Dark Days
review by Carrie Gorringe, 1 September 2000

The deserving winner of an absolute slew of awards at this year's Sundance festival (the Best Documentary and Freedom of Expression Award among them), Dark Days is the emotionally rending end product of director Marc Singer's two-year residency in the tunnels under New York City's Penn Station.  Here, he documents the lives of the homeless and the various miseries (crack, dysfunctional families, et al.) that brought them to this existence, in what can only be described as something of a subterranean Hooverville (indeed, the grainy black-and-white images, courtesy of Singer's dependence upon scraped-together film footage and free camera loans, evoke nothing so much as the  photographs of Dorothea Lange and Walker Evans of the socio-economic devastation wrought during the 1930s).  Their lives, like Singer's filmmaking, consist of scraping together a dignified existence:  they obtain electricity by tapping into the grids above and shower through the auspices of a leaky pipe.  According to a recent interview in The New York Times, Singer, a Londoner by birth, came to New York City in hopes of becoming a model, and was persuaded by a homeless man's comments to document its real underground society.  His only goal, "crazy as it sounds", was to improve the lives of the people that he encountered and to get them out of the tunnel:  call it both a literal and figurative uplifting.

On balance, Singer has succeeded in creating a new and poignant portrait of homelessness with his unconventional and spontaneous filmmaking.  But Singer's film is more than a documentation of misery; it demonstrates the strength of their interpersonal bonds, their desperate attempts to better their life on a daily basis (these people are not passive victims, bemoaning their fate), and Singer's bravery and integrity as he fought for these new-found, but dispossessed friends, despite his protestations to the contrary.

However, as might be expected from a first-time director, the progression from darkness to light isn't problem free.  Singer's decision to let his subjects direct themselves -- in true cinéma-vérité style, using long takes, and relatively minimal editing -- allows their humanity and individuality to emerge (not to mention economically advantageous).  However, within this process of differentiation lies the risk of playing upon/to middle- and upper-middle-class attitudes about that group of individuals so pityingly described as the "deserving poor".  These are the people who just temporarily, as the cliché goes, need a helping hand – or, in some cases, a helping shove – to boost them back up to and onto the economic ladder.  These are not the intoxicated people urinating on the sidewalks as you attempt to add that problem to the rest that constitute walking on contemporary city streets, nor are they the ones who walk up to you yowling incoherent threats while you hope that the "walk" light will flash before something worse happens.  In short, the homeless who refuse or seem beyond rehabilitation.  Even though the film ends on a conventionally happy note (and rightfully so, for those involved), the question of what to do about/with the most intractable cases is still ineluctable:  it sits there, demanding an answer.  In Dark Days, Singer avoids the question primarily because the parameters of his topic are narrow (thereby making this an error of omission, not commission), but it's still a nagging subtext that remains for society long after the film leaves the post-cinematic glow of a goal fulfilled.
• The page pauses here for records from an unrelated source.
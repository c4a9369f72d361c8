//! Scans well-known systemd units and reports their state.

use fleetwatch_common::wire::ServiceReport;
use fleetwatch_common::ServiceState;
use std::process::Stdio;
use std::time::Duration;
use tokio::process::Command as TokioCommand;
use tracing::{debug, warn};

pub const DEFAULT_WATCHED_SERVICES: &[&str] = &[
    "apache2",
    "nginx",
    "mysql",
    "postgresql",
    "redis-server",
    "docker",
    "ssh",
];

/// Cap on each `systemctl` invocation.
pub const PROBE_TIMEOUT: Duration = Duration::from_secs(5);

pub fn well_known_port(service: &str) -> Option<u16> {
    match service {
        "apache2" | "nginx" | "httpd" => Some(80),
        "mysql" | "mariadb" => Some(3306),
        "postgresql" => Some(5432),
        "redis-server" | "redis" => Some(6379),
        "ssh" | "sshd" => Some(22),
        _ => None,
    }
}

/// Builds a report from raw `is-active` / `is-enabled` output.
/// `None` means the unit is not installed on this host.
pub fn interpret(name: &str, active: &str, enabled: &str) -> Option<ServiceReport> {
    let enabled = enabled.trim();
    if enabled.is_empty() || enabled == "not-found" {
        return None;
    }
    let status = ServiceState::from_systemctl(active)?;
    Some(ServiceReport {
        name: name.to_string(),
        status,
        enabled: enabled == "enabled",
        port: well_known_port(name),
    })
}

async fn systemctl(verb: &str, unit: &str, timeout: Duration) -> Option<String> {
    let mut command = TokioCommand::new("systemctl");
    command
        .arg(verb)
        .arg(unit)
        .stdin(Stdio::null())
        .stdout(Stdio::piped())
        .stderr(Stdio::null())
        .kill_on_drop(true);

    match tokio::time::timeout(timeout, command.output()).await {
        // is-active exits non-zero for inactive units; stdout is what matters.
        Ok(Ok(output)) => Some(String::from_utf8_lossy(&output.stdout).trim().to_string()),
        Ok(Err(e)) => {
            debug!(unit, verb, error = %e, "Failed to run systemctl.");
            None
        }
        Err(_) => {
            warn!(unit, verb, timeout_secs = timeout.as_secs(), "systemctl timed out.");
            None
        }
    }
}

pub async fn scan_services(names: &[String], timeout: Duration) -> Vec<ServiceReport> {
    let mut reports = Vec::with_capacity(names.len());
    for name in names {
        let Some(active) = systemctl("is-active", name, timeout).await else {
            continue;
        };
        let Some(enabled) = systemctl("is-enabled", name, timeout).await else {
            continue;
        };
        if let Some(report) = interpret(name, &active, &enabled) {
            reports.push(report);
        }
    }
    debug!(scanned = names.len(), found = reports.len(), "Service scan finished.");
    reports
}

#[cfg(test)]
mod tests {
    use super::*;

    #[test]
    fn maps_systemctl_states() {
        let running = interpret("nginx", "active", "enabled").unwrap();
        assert_eq!(running.status, ServiceState::Running);
        assert!(running.enabled);
        assert_eq!(running.port, Some(80));

        let stopped = interpret("docker", "inactive\n", "disabled").unwrap();
        assert_eq!(stopped.status, ServiceState::Stopped);
        assert!(!stopped.enabled);
        assert_eq!(stopped.port, None);

        let failed = interpret("mysql", "failed", "enabled").unwrap();
        assert_eq!(failed.status, ServiceState::Failed);
    }

    #[test]
    fn absent_or_odd_units_are_skipped() {
        assert!(interpret("apache2", "inactive", "").is_none());
        assert!(interpret("apache2", "inactive", "not-found").is_none());
        assert!(interpret("nginx", "activating", "enabled").is_none());
    }
}
pub mod execution;

use fleetwatch_common::wire::Command;
use fleetwatch_common::CommandType;

/// Power commands take the host down with the agent on it, so their result
/// has to be on the wire before they run.
pub fn reports_before_running(command: &Command) -> bool {
    matches!(
        command.command_type,
        CommandType::Shutdown | CommandType::Restart
    )
}

pub fn power_acknowledgement(command: &Command) -> String {
    match command.command_type {
        CommandType::Shutdown => format!("Shutdown initiated: {}", command.command),
        CommandType::Restart => format!("Restart initiated: {}", command.command),
        CommandType::Execute => String::new(),
    }
}
use clap::Parser;
use std::path::PathBuf;
use std::sync::Arc;
use tokio::signal;
use tokio::sync::watch;
use tracing::{error, info, warn};
use tracing_appender::rolling;
use tracing_subscriber::{fmt, layer::SubscriberExt, util::SubscriberInitExt, EnvFilter};

use fleetwatch_agent::agent_modules::communication::{GatewayApi, HttpGateway};
use fleetwatch_agent::agent_modules::config::load_agent_config;
use fleetwatch_agent::agent_modules::enrollment::ensure_api_key;
use fleetwatch_agent::agent_modules::metrics::{host_name, MetricsCollector};
use fleetwatch_agent::agent_modules::poll_loop::{LocalHost, PollLoop};

#[derive(Parser, Debug)]
#[command(author, version, about, long_about = None)]
struct Args {
    /// Path to the agent configuration file
    #[arg(short, long, default_value = "agent_config.toml")]
    config: PathBuf,
}

fn init_logging(log_dir: &str) {
    // Log to a file: JSON format, daily rotation
    let file_appender = rolling::daily(log_dir, "agent.log");
    let file_layer = fmt::layer()
        .with_writer(file_appender)
        .with_ansi(false)
        .json();

    // Log to stdout: human-readable format
    let stdout_layer = fmt::layer().with_writer(std::io::stdout);

    let env_filter =
        EnvFilter::try_from_default_env().unwrap_or_else(|_| EnvFilter::new("info"));

    tracing_subscriber::registry()
        .with(env_filter)
        .with(file_layer)
        .with(stdout_layer)
        .init();
}

async fn wait_for_shutdown(shutdown_tx: watch::Sender<bool>) {
    let ctrl_c = async {
        if let Err(e) = signal::ctrl_c().await {
            error!(error = %e, "Failed to listen for Ctrl-C.");
            std::future::pending::<()>().await;
        }
    };

    #[cfg(unix)]
    let terminate = async {
        match signal::unix::signal(signal::unix::SignalKind::terminate()) {
            Ok(mut stream) => {
                stream.recv().await;
            }
            Err(e) => {
                error!(error = %e, "Failed to listen for SIGTERM.");
                std::future::pending::<()>().await;
            }
        }
    };

    #[cfg(not(unix))]
    let terminate = std::future::pending::<()>();

    tokio::select! {
        _ = ctrl_c => {},
        _ = terminate => {},
    }
    info!("Shutdown signal received.");
    let _ = shutdown_tx.send(true);
}

#[tokio::main]
async fn main() -> Result<(), Box<dyn std::error::Error + Send + Sync>> {
    let args = Args::parse();
    let mut config = load_agent_config(&args.config)?;
    init_logging(&config.log_dir);
    info!(version = env!("CARGO_PKG_VERSION"), "Starting fleetwatch agent...");

    let mut collector = MetricsCollector::new();
    let system_info = collector.system_info();

    let api_key = ensure_api_key(&mut config, &args.config, host_name(), system_info.clone())
        .await
        .inspect_err(|e| error!(error = %e, "Enrollment failed."))?;

    let gateway = Arc::new(HttpGateway::new(
        &config.server_url,
        api_key,
        config.request_timeout(),
    )?);

    // The first authenticated call doubles as a credential check.
    match gateway.push_system_info(&system_info).await {
        Ok(ack) => info!(server_id = %ack.server_id, "Gateway accepted agent credentials."),
        Err(e) if e.is_fatal() => {
            error!(error = %e, "Gateway rejected this agent. Check api_key in the config.");
            return Err(e.into());
        }
        Err(e) => warn!(error = %e, "Could not reach gateway yet, continuing."),
    }

    let (shutdown_tx, shutdown_rx) = watch::channel(false);
    tokio::spawn(wait_for_shutdown(shutdown_tx));

    let host = LocalHost::new(collector, config.watched_services.clone());
    PollLoop::new(gateway, host, &config).run(shutdown_rx).await;

    info!("Agent stopped.");
    Ok(())
}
Some other omissions from the narrative of Dark Days seem utterly baffling.  As Singer explained in a post-screening Q&A at the Seattle International Film Festival this year, he experienced his own awakening of sorts about homeless advocacy groups in NYC while making the film:  apparently, while Singer was in production with Dark Days, both the current and former heads of HUD had toured the tunnels and, shocked by what they saw within, promptly issued a fairly generous number of extremely precious Section Eight vouchers to be used by the tunnel-bound homeless to obtain subsidized housing, but those in the homeless advocacy groups that received the vouchers were too frightened to go down into the tunnels to issue them. Singer never specified exactly why he didn't document this shocking act of indifference, other than his desire to maintain neutrality, but impartiality doesn't necessarily disappear in the face of truth, especially when such indifference inspires questions about the motives of some who claim to work for the benefit of the less fortunate.  This so-called cui bono Syndrome cannot be dismissed on either economic or moral grounds:  money shouldn't be wasted on sinecures while people suffer. 
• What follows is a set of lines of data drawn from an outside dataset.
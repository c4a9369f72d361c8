use serde::{Deserialize, Serialize};
use std::{fmt, str::FromStr};
use thiserror::Error;

#[derive(Error, Debug, Clone, PartialEq, Eq)]
#[error("unknown {kind} value: {value}")]
pub struct ParseEnumError {
    pub kind: &'static str,
    pub value: String,
}

impl ParseEnumError {
    fn new(kind: &'static str, value: &str) -> Self {
        Self {
            kind,
            value: value.to_string(),
        }
    }
}

/// What a queued command asks the agent to do.
#[derive(Debug, Clone, Copy, PartialEq, Eq, Hash, Serialize, Deserialize)]
#[serde(rename_all = "lowercase")]
pub enum CommandType {
    Shutdown,
    Restart,
    Execute,
}

impl CommandType {
    pub fn as_str(&self) -> &'static str {
        match self {
            CommandType::Shutdown => "shutdown",
            CommandType::Restart => "restart",
            CommandType::Execute => "execute",
        }
    }

    /// Shell string used when a power command is queued without explicit text.
    pub fn default_command_text(&self) -> Option<&'static str> {
        match self {
            CommandType::Shutdown => Some("shutdown -h now"),
            CommandType::Restart => Some("shutdown -r now"),
            CommandType::Execute => None,
        }
    }
}

impl FromStr for CommandType {
    type Err = ParseEnumError;

    fn from_str(s: &str) -> Result<Self, Self::Err> {
        match s {
            "shutdown" => Ok(CommandType::Shutdown),
            "restart" => Ok(CommandType::Restart),
            "execute" => Ok(CommandType::Execute),
            _ => Err(ParseEnumError::new("command type", s)),
        }
    }
}

impl fmt::Display for CommandType {
    fn fmt(&self, f: &mut fmt::Formatter<'_>) -> fmt::Result {
        f.write_str(self.as_str())
    }
}

/// Lifecycle of a queued command: `pending -> executing -> {completed | failed}`.
#[derive(Debug, Clone, Copy, PartialEq, Eq, Hash, Serialize, Deserialize)]
#[serde(rename_all = "lowercase")]
pub enum CommandStatus {
    Pending,
    Executing,
    Completed,
    Failed,
}

impl CommandStatus {
    pub fn as_str(&self) -> &'static str {
        match self {
            CommandStatus::Pending => "pending",
            CommandStatus::Executing => "executing",
            CommandStatus::Completed => "completed",
            CommandStatus::Failed => "failed",
        }
    }

    pub fn is_terminal(&self) -> bool {
        matches!(self, CommandStatus::Completed | CommandStatus::Failed)
    }

    pub fn can_transition_to(&self, next: CommandStatus) -> bool {
        matches!(
            (self, next),
            (CommandStatus::Pending, CommandStatus::Executing)
                | (CommandStatus::Executing, CommandStatus::Completed)
                | (CommandStatus::Executing, CommandStatus::Failed)
        )
    }
}

impl FromStr for CommandStatus {
    type Err = ParseEnumError;

    fn from_str(s: &str) -> Result<Self, Self::Err> {
        match s {
            "pending" => Ok(CommandStatus::Pending),
            "executing" => Ok(CommandStatus::Executing),
            "completed" => Ok(CommandStatus::Completed),
            "failed" => Ok(CommandStatus::Failed),
            _ => Err(ParseEnumError::new("command status", s)),
        }
    }
}

impl fmt::Display for CommandStatus {
    fn fmt(&self, f: &mut fmt::Formatter<'_>) -> fmt::Result {
        f.write_str(self.as_str())
    }
}

#[derive(Debug, Clone, Copy, PartialEq, Eq, Hash, Serialize, Deserialize)]
#[serde(rename_all = "lowercase")]
pub enum ServerStatus {
    Online,
    Offline,
    Warning,
}

impl ServerStatus {
    pub fn as_str(&self) -> &'static str {
        match self {
            ServerStatus::Online => "online",
            ServerStatus::Offline => "offline",
            ServerStatus::Warning => "warning",
        }
    }
}

impl FromStr for ServerStatus {
    type Err = ParseEnumError;

    fn from_str(s: &str) -> Result<Self, Self::Err> {
        match s {
            "online" => Ok(ServerStatus::Online),
            "offline" => Ok(ServerStatus::Offline),
            "warning" => Ok(ServerStatus::Warning),
            _ => Err(ParseEnumError::new("server status", s)),
        }
    }
}

impl fmt::Display for ServerStatus {
    fn fmt(&self, f: &mut fmt::Formatter<'_>) -> fmt::Result {
        f.write_str(self.as_str())
    }
}

#[derive(Debug, Clone, Copy, PartialEq, Eq, Hash, Serialize, Deserialize)]
#[serde(rename_all = "lowercase")]
pub enum ServiceState {
    Running,
    Stopped,
    Failed,
    Unknown,
}

impl ServiceState {
    pub fn as_str(&self) -> &'static str {
        match self {
            ServiceState::Running => "running",
            ServiceState::Stopped => "stopped",
            ServiceState::Failed => "failed",
            ServiceState::Unknown => "unknown",
        }
    }

    /// Maps `systemctl is-active` output. Returns `None` when the unit is absent.
    pub fn from_systemctl(active: &str) -> Option<Self> {
        match active.trim() {
            "active" => Some(ServiceState::Running),
            "inactive" => Some(ServiceState::Stopped),
            "failed" => Some(ServiceState::Failed),
            _ => None,
        }
    }
}

impl FromStr for ServiceState {
    type Err = ParseEnumError;

    fn from_str(s: &str) -> Result<Self, Self::Err> {
        match s {
            "running" => Ok(ServiceState::Running),
            "stopped" => Ok(ServiceState::Stopped),
            "failed" => Ok(ServiceState::Failed),
            "unknown" => Ok(ServiceState::Unknown),
            _ => Err(ParseEnumError::new("service status", s)),
        }
    }
}

impl fmt::Display for ServiceState {
    fn fmt(&self, f: &mut fmt::Formatter<'_>) -> fmt::Result {
        f.write_str(self.as_str())
    }
}

#[cfg(test)]
mod tests {
    use super::*;

    #[test]
    fn command_status_only_moves_forward() {
        use CommandStatus::*;
        assert!(Pending.can_transition_to(Executing));
        assert!(Executing.can_transition_to(Completed));
        assert!(Executing.can_transition_to(Failed));

        assert!(!Pending.can_transition_to(Completed));
        assert!(!Pending.can_transition_to(Failed));
        assert!(!Completed.can_transition_to(Failed));
        assert!(!Failed.can_transition_to(Executing));
        assert!(!Executing.can_transition_to(Pending));
    }

    #[test]
    fn parses_wire_strings() {
        assert_eq!("restart".parse::<CommandType>(), Ok(CommandType::Restart));
        assert_eq!(
            "executing".parse::<CommandStatus>(),
            Ok(CommandStatus::Executing)
        );
        assert_eq!("warning".parse::<ServerStatus>(), Ok(ServerStatus::Warning));
        let err = "rebooting".parse::<CommandStatus>().unwrap_err();
        assert_eq!(err.value, "rebooting");
    }

    #[test]
    fn systemctl_mapping_skips_missing_units() {
        assert_eq!(
            ServiceState::from_systemctl("active\n"),
            Some(ServiceState::Running)
        );
        assert_eq!(
            ServiceState::from_systemctl("inactive"),
            Some(ServiceState::Stopped)
        );
        assert_eq!(ServiceState::from_systemctl("unknown"), None);
    }

    #[test]
    fn power_commands_have_default_text() {
        assert_eq!(
            CommandType::Restart.default_command_text(),
            Some("shutdown -r now")
        );
        assert_eq!(CommandType::Execute.default_command_text(), None);
    }
}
It may be that the film suffers to some extent from a certain simplicity of content and a naïve approach to its subject matter, but Dark Days, for all of its faults, deserves a wider audience;  even the questions it leaves unanswered linger within its frames, forcing discussions on topics and assumptions many of us would prefer be left unchallenged.  As this review is being posted, the film will be released in all of six cities:  it deserves a wider release in addition to awards.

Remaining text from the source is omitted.